◆ YOUR TASK
Copy each line below in which the word "const" occurs.

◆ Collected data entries
++++++++
//! Card identity and the placeholder -> populated/failed state machine.

use std::collections::HashSet;
use std::fmt;

use serde::{Deserialize, Serialize};

use crate::{PhaseDetail, PhaseSummary, TimelineError};

const KEY_PREFIX: &str = "phase-";

/// DOM-addressable key of one phase card, e.g. `phase-2020-H1`.
#[derive(Debug, Clone, PartialEq, Eq, Hash, PartialOrd, Ord, Serialize, Deserialize)]
#[serde(transparent)]
pub struct CardKey(String);

impl CardKey {
    /// Slug of a phase label: every whitespace character becomes `-`.
    pub fn from_period(period: &str) -> Self {
        let slug: String = period
            .chars()
            .map(|ch| if ch.is_whitespace() { '-' } else { ch })
            .collect();
        CardKey(format!("{KEY_PREFIX}{slug}"))
    }

    pub fn as_str(&self) -> &str {
        &self.0
    }
}

impl fmt::Display for CardKey {
    fn fmt(&self, f: &mut fmt::Formatter<'_>) -> fmt::Result {
        f.write_str(&self.0)
    }
}

/// Derives one unique key per phase, in list order.
///
/// Labels whose slugs collide (`"2020 H1"` and `"2020-H1"`, or a repeated
/// label) keep the plain slug for the first occurrence; later ones get the
/// list index appended.
pub fn derive_card_keys(phases: &[PhaseSummary]) -> Vec<CardKey> {
    let mut taken = HashSet::with_capacity(phases.len());
    let mut keys = Vec::with_capacity(phases.len());

    for (index, phase) in phases.iter().enumerate() {
        let mut key = CardKey::from_period(&phase.phase_period);
        if taken.contains(&key) {
            let mut suffix = index;
            loop {
                let candidate = CardKey(format!("{}-{suffix}", key.0));
                if !taken.contains(&candidate) {
                    key = candidate;
                    break;
                }
                suffix += phases.len();
            }
        }
        taken.insert(key.clone());
        keys.push(key);
    }

    keys
}

/// Lifecycle of one card. Populated and Failed are terminal.
#[derive(Debug, Clone, PartialEq, Default, Serialize, Deserialize)]
#[serde(tag = "state", rename_all = "snake_case")]
pub enum CardState {
    #[default]
    Placeholder,
    Populated { detail: PhaseDetail },
    Failed { reason: String },
}

impl CardState {
    pub fn name(&self) -> &'static str {
        match self {
            CardState::Placeholder => "placeholder",
            CardState::Populated { .. } => "populated",
            CardState::Failed { .. } => "failed",
        }
    }

    pub fn is_terminal(&self) -> bool {
        !matches!(self, CardState::Placeholder)
    }

    pub fn detail(&self) -> Option<&PhaseDetail> {
        match self {
            CardState::Populated { detail } => Some(detail),
            _ => None,
        }
    }

    pub fn populate(&mut self, phase: &str, detail: PhaseDetail) -> Result<(), TimelineError> {
        self.ensure_placeholder(phase, "populated")?;
        *self = CardState::Populated { detail };
        Ok(())
    }

    pub fn fail(&mut self, phase: &str, reason: impl Into<String>) -> Result<(), TimelineError> {
        self.ensure_placeholder(phase, "failed")?;
        *self = CardState::Failed {
            reason: reason.into(),
        };
        Ok(())
    }

    fn ensure_placeholder(&self, phase: &str, to: &'static str) -> Result<(), TimelineError> {
        if self.is_terminal() {
            return Err(TimelineError::InvalidTransition {
                phase: phase.to_string(),
                from: self.name(),
                to,
            });
        }
        Ok(())
    }
}
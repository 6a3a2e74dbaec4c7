//! Two-stage loading: phase list first, then detail for each phase in order.

use std::collections::HashMap;

use phases_client::PhaseSource;
use phases_core::{derive_card_keys, CardKey, CardState, PhaseSummary, TimelineConfig, TimelineError};
use rand::rngs::StdRng;
use rand::Rng;
use serde::Serialize;
use tracing::{debug, error, info, warn};

use crate::render::{render_error, render_placeholder, CardFragment, CardRenderer};
use crate::surface::{FrameScheduler, ImmediateScheduler, MessageKind, SurfaceError, TimelineSurface};

pub const FATAL_STATUS: &str = "Something went wrong.";
pub const EMPTY_MESSAGE: &str = "No listening phases to show yet. Save some songs and come back!";

#[derive(Debug, thiserror::Error)]
pub enum UiError {
    #[error(transparent)]
    Timeline(#[from] TimelineError),
    #[error(transparent)]
    Surface(#[from] SurfaceError),
}

/// One phase as owned by the controller.
#[derive(Debug, Clone, PartialEq, Serialize)]
pub struct PhaseCard {
    pub key: CardKey,
    pub summary: PhaseSummary,
    pub state: CardState,
}

/// How a successful load ended.
#[derive(Debug, Clone, Copy, PartialEq, Eq, Serialize)]
#[serde(tag = "outcome", rename_all = "snake_case")]
pub enum LoadOutcome {
    Empty,
    Loaded { populated: usize, failed: usize },
}

/// Drives one timeline page from a `PhaseSource` onto a `TimelineSurface`.
pub struct TimelineController<P, S, T = ImmediateScheduler, R = StdRng> {
    config: TimelineConfig,
    source: P,
    surface: S,
    scheduler: T,
    renderer: CardRenderer<R>,
    cards: Vec<PhaseCard>,
    by_period: HashMap<String, usize>,
    loaded: bool,
}

impl<P, S> TimelineController<P, S>
where
    P: PhaseSource,
    S: TimelineSurface,
{
    pub fn new(config: TimelineConfig, source: P, surface: S) -> Self {
        Self {
            config,
            source,
            surface,
            scheduler: ImmediateScheduler,
            renderer: CardRenderer::default(),
            cards: Vec::new(),
            by_period: HashMap::new(),
            loaded: false,
        }
    }
}

impl<P, S, T, R> TimelineController<P, S, T, R>
where
    P: PhaseSource,
    S: TimelineSurface,
    T: FrameScheduler,
    R: Rng,
{
    pub fn with_scheduler<U: FrameScheduler>(self, scheduler: U) -> TimelineController<P, S, U, R> {
        TimelineController {
            config: self.config,
            source: self.source,
            surface: self.surface,
            scheduler,
            renderer: self.renderer,
            cards: self.cards,
            by_period: self.by_period,
            loaded: self.loaded,
        }
    }

    pub fn with_renderer<Q: Rng>(self, renderer: CardRenderer<Q>) -> TimelineController<P, S, T, Q> {
        TimelineController {
            config: self.config,
            source: self.source,
            surface: self.surface,
            scheduler: self.scheduler,
            renderer,
            cards: self.cards,
            by_period: self.by_period,
            loaded: self.loaded,
        }
    }

    pub fn surface(&self) -> &S {
        &self.surface
    }

    pub fn into_surface(self) -> S {
        self.surface
    }

    /// Cards in server order.
    pub fn cards(&self) -> &[PhaseCard] {
        &self.cards
    }

    /// Card of a phase by its `phase_period`.
    pub fn card(&self, phase_period: &str) -> Option<&PhaseCard> {
        self.by_period
            .get(phase_period)
            .and_then(|&index| self.cards.get(index))
    }

    /// Loads the whole timeline. May run only once per controller.
    ///
    /// A failed phase list is fatal: the page shows one error message and the
    /// error is returned. A failed phase detail only marks that card failed.
    pub async fn load_timeline(&mut self) -> Result<LoadOutcome, UiError> {
        if self.loaded {
            return Err(TimelineError::AlreadyLoaded.into());
        }
        self.loaded = true;

        self.surface.set_status(&self.config.loading_text())?;

        let phases = match self.source.list_phases().await {
            Ok(phases) => phases,
            Err(err) => {
                error!(error = %err, "Phase list request failed");
                self.surface.set_status(FATAL_STATUS)?;
                self.surface.show_message(
                    MessageKind::Error,
                    &format!("Could not load your timeline: {err}"),
                )?;
                return Err(TimelineError::PhaseList(err.to_string()).into());
            }
        };

        if phases.is_empty() {
            info!("No phases to show");
            self.surface.set_status(&self.config.ready_text())?;
            self.surface.show_message(MessageKind::Empty, EMPTY_MESSAGE)?;
            return Ok(LoadOutcome::Empty);
        }

        self.mount_placeholders(phases)?;
        self.surface.set_status(&self.config.ready_text())?;

        for index in 0..self.cards.len() {
            self.load_detail(index).await?;
        }

        let failed = self
            .cards
            .iter()
            .filter(|card| matches!(card.state, CardState::Failed { .. }))
            .count();
        let populated = self.cards.len() - failed;
        info!(populated, failed, "Timeline loaded");
        Ok(LoadOutcome::Loaded { populated, failed })
    }

    fn mount_placeholders(&mut self, phases: Vec<PhaseSummary>) -> Result<(), UiError> {
        let keys = derive_card_keys(&phases);
        self.cards.reserve(phases.len());

        for (key, summary) in keys.into_iter().zip(phases) {
            if key != CardKey::from_period(&summary.phase_period) {
                warn!(phase = %summary.phase_period, key = %key, "Card key collided, using indexed key");
            }
            let fragment = render_placeholder(&key, &summary);
            self.surface.mount_card(&fragment)?;

            self.by_period
                .entry(summary.phase_period.clone())
                .or_insert(self.cards.len());
            self.cards.push(PhaseCard {
                key,
                summary,
                state: CardState::Placeholder,
            });
        }

        info!(count = self.cards.len(), "Placeholders mounted");
        Ok(())
    }

    /// Surface errors while filling one card fail that card only.
    async fn load_detail(&mut self, index: usize) -> Result<(), UiError> {
        let key = self.cards[index].key.clone();
        let summary = self.cards[index].summary.clone();
        debug!(phase = %summary.phase_period, "Loading phase detail");

        let detail = match self.source.phase_detail(&summary).await {
            Ok(detail) => detail,
            Err(err) => {
                warn!(phase = %summary.phase_period, error = %err, "Phase detail failed");
                return self.mark_failed(index, err.to_string());
            }
        };

        let fragment = self.renderer.render_populated(&key, &summary, &detail);
        if let Err(err) = self.reveal(&fragment).await {
            warn!(phase = %summary.phase_period, error = %err, "Could not show phase detail");
            return self.mark_failed(index, err.to_string());
        }
        self.cards[index]
            .state
            .populate(&summary.phase_period, detail)?;
        Ok(())
    }

    async fn reveal(&mut self, fragment: &CardFragment) -> Result<(), SurfaceError> {
        self.surface.replace_card(fragment)?;
        self.scheduler.next_tick().await;
        self.surface.set_visible(&fragment.key, true)
    }

    fn mark_failed(&mut self, index: usize, reason: String) -> Result<(), UiError> {
        let card = &mut self.cards[index];
        card.state.fail(&card.summary.phase_period, reason)?;

        let fragment = render_error(&card.key, &card.summary);
        if let Err(err) = self.surface.replace_card(&fragment) {
            warn!(phase = %card.summary.phase_period, error = %err, "Could not show phase error");
        }
        Ok(())
    }
}
// Copyright (c) Microsoft Corporation.
// Licensed under the MIT License.

use serde::{Deserialize, Serialize};
use std::fmt;

mod dotnet;

#[derive(Clone, Copy, Debug, PartialEq, Eq, Hash, Serialize, Deserialize)]
#[serde(rename_all = "lowercase")]
pub enum TestResult {
    Passed,
    Failed,
    Skipped,
}

impl fmt::Display for TestResult {
    fn fmt(&self, f: &mut fmt::Formatter<'_>) -> fmt::Result {
        match self {
            TestResult::Passed => write!(f, "passed"),
            TestResult::Failed => write!(f, "failed"),
            TestResult::Skipped => write!(f, "skipped"),
        }
    }
}

/// A single sealed test case result scraped from test-runner output.
///
/// `name` may be empty when a terminal marker was seen without any preceding
/// name marker.
#[derive(Clone, Debug, PartialEq, Serialize, Deserialize)]
#[serde(rename_all = "camelCase")]
pub struct TestOutcome {
    pub name: String,
    pub result: TestResult,
    #[serde(default)]
    #[serde(skip_serializing_if = "Option::is_none")]
    pub duration_millis: Option<f64>,
    /// Only set on failed outcomes.
    #[serde(default)]
    #[serde(skip_serializing_if = "Option::is_none")]
    pub error_message: Option<String>,
    /// Only set on failed outcomes.
    #[serde(default)]
    #[serde(skip_serializing_if = "Option::is_none")]
    pub stack_trace: Option<String>,
}

impl TestOutcome {
    pub fn new(name: impl Into<String>, result: TestResult) -> Self {
        Self {
            name: name.into(),
            result,
            duration_millis: None,
            error_message: None,
            stack_trace: None,
        }
    }
}

#[derive(Clone, Copy, Debug, Default, PartialEq, Eq, Serialize, Deserialize)]
pub struct TestSummary {
    pub total: usize,
    pub passed: usize,
    pub failed: usize,
    pub skipped: usize,
}

impl TestSummary {
    pub fn from_outcomes<'a>(outcomes: impl IntoIterator<Item = &'a TestOutcome>) -> Self {
        let mut summary = Self::default();
        for outcome in outcomes {
            summary.add(outcome.result);
        }
        summary
    }

    pub fn add(&mut self, result: TestResult) {
        self.total += 1;
        match result {
            TestResult::Passed => self.passed += 1,
            TestResult::Failed => self.failed += 1,
            TestResult::Skipped => self.skipped += 1,
        }
    }
}

/// Parse the captured console text of a test run into test outcomes.
///
/// Never fails: unrecognized lines are ignored, and a record that never sees
/// a pass/fail/skip marker is dropped.
pub fn parse_test_output(text: &str) -> Vec<TestOutcome> {
    dotnet::parse_test_output(text)
}

#[cfg(test)]
mod tests {
    use super::*;
    use pretty_assertions::assert_eq;

    #[test]
    fn test_summary_counts() {
        let outcomes = vec![
            TestOutcome::new("a", TestResult::Passed),
            TestOutcome::new("b", TestResult::Failed),
            TestOutcome::new("c", TestResult::Passed),
            TestOutcome::new("d", TestResult::Skipped),
        ];

        assert_eq!(
            TestSummary::from_outcomes(&outcomes),
            TestSummary {
                total: 4,
                passed: 2,
                failed: 1,
                skipped: 1,
            }
        );
    }

    #[test]
    fn test_outcome_json_shape() {
        let mut outcome = TestOutcome::new("Addition_ReturnsSum", TestResult::Passed);
        outcome.duration_millis = Some(12.0);

        let text = serde_json::to_string(&outcome).unwrap();
        assert_eq!(
            text,
            r#"{"name":"Addition_ReturnsSum","result":"passed","durationMillis":12.0}"#
        );
    }
}
// Copyright (c) Microsoft Corporation.
// Licensed under the MIT License.

#[macro_use]
extern crate anyhow;
#[macro_use]
extern crate log;

pub mod command;
pub mod config;
pub mod process;
pub mod project;
pub mod report;
pub mod run;
pub mod store;

pub use config::Config;
pub use store::{ResultStore, StoreEvent};
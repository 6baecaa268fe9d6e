// Copyright (c) Microsoft Corporation.
// Licensed under the MIT License.

use std::path::{Path, PathBuf};

/// Report file names, in lookup order.
pub const REPORT_FILE_NAMES: [&str; 3] = ["coverage.cobertura.xml", "coverage.json", "coverage.info"];

/// Directory (relative to the project) that coverage tools write into.
pub const REPORT_DIR: &str = "coverage";

/// Conventional report locations under `project_dir`, in lookup order.
pub fn candidate_paths(project_dir: &Path) -> Vec<PathBuf> {
    REPORT_FILE_NAMES
        .iter()
        .flat_map(|name| [project_dir.join(name), project_dir.join(REPORT_DIR).join(name)])
        .collect()
}

/// First conventional report file that exists, if any.
pub fn discover_report(project_dir: &Path) -> Option<PathBuf> {
    let found = candidate_paths(project_dir)
        .into_iter()
        .find(|path| path.is_file());

    match &found {
        Some(path) => log::debug!("found coverage report: {}", path.display()),
        None => log::debug!("no coverage report under {}", project_dir.display()),
    }

    found
}

#[cfg(test)]
mod tests {
    use super::*;
    use anyhow::Result;
    use pretty_assertions::assert_eq;
    use std::fs;

    #[test]
    fn test_candidate_order() {
        let dir = Path::new("proj");
        let names: Vec<PathBuf> = candidate_paths(dir);
        assert_eq!(
            names,
            vec![
                dir.join("coverage.cobertura.xml"),
                dir.join("coverage").join("coverage.cobertura.xml"),
                dir.join("coverage.json"),
                dir.join("coverage").join("coverage.json"),
                dir.join("coverage.info"),
                dir.join("coverage").join("coverage.info"),
            ]
        );
    }

    #[test]
    fn test_discover_first_existing() -> Result<()> {
        let dir = tempfile::tempdir()?;
        assert_eq!(discover_report(dir.path()), None);

        fs::create_dir(dir.path().join("coverage"))?;
        fs::write(dir.path().join("coverage").join("coverage.info"), "")?;
        assert_eq!(
            discover_report(dir.path()),
            Some(dir.path().join("coverage").join("coverage.info"))
        );

        fs::write(dir.path().join("coverage").join("coverage.json"), "{}")?;
        assert_eq!(
            discover_report(dir.path()),
            Some(dir.path().join("coverage").join("coverage.json"))
        );

        fs::write(dir.path().join("coverage.cobertura.xml"), "<coverage/>")?;
        assert_eq!(
            discover_report(dir.path()),
            Some(dir.path().join("coverage.cobertura.xml"))
        );

        Ok(())
    }

    #[test]
    fn test_directory_is_not_a_report() -> Result<()> {
        let dir = tempfile::tempdir()?;
        fs::create_dir(dir.path().join("coverage.json"))?;
        assert_eq!(discover_report(dir.path()), None);
        Ok(())
    }
}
++++++++
◆ RESPONSE TO THIS TASK
const KEY_PREFIX: &str = "phase-";
pub const FATAL_STATUS: &str = "Something went wrong.";
pub const EMPTY_MESSAGE: &str = "No listening phases to show yet. Save some songs and come back!";
pub const REPORT_FILE_NAMES: [&str; 3] = ["coverage.cobertura.xml", "coverage.json", "coverage.info"];
pub const REPORT_DIR: &str = "coverage";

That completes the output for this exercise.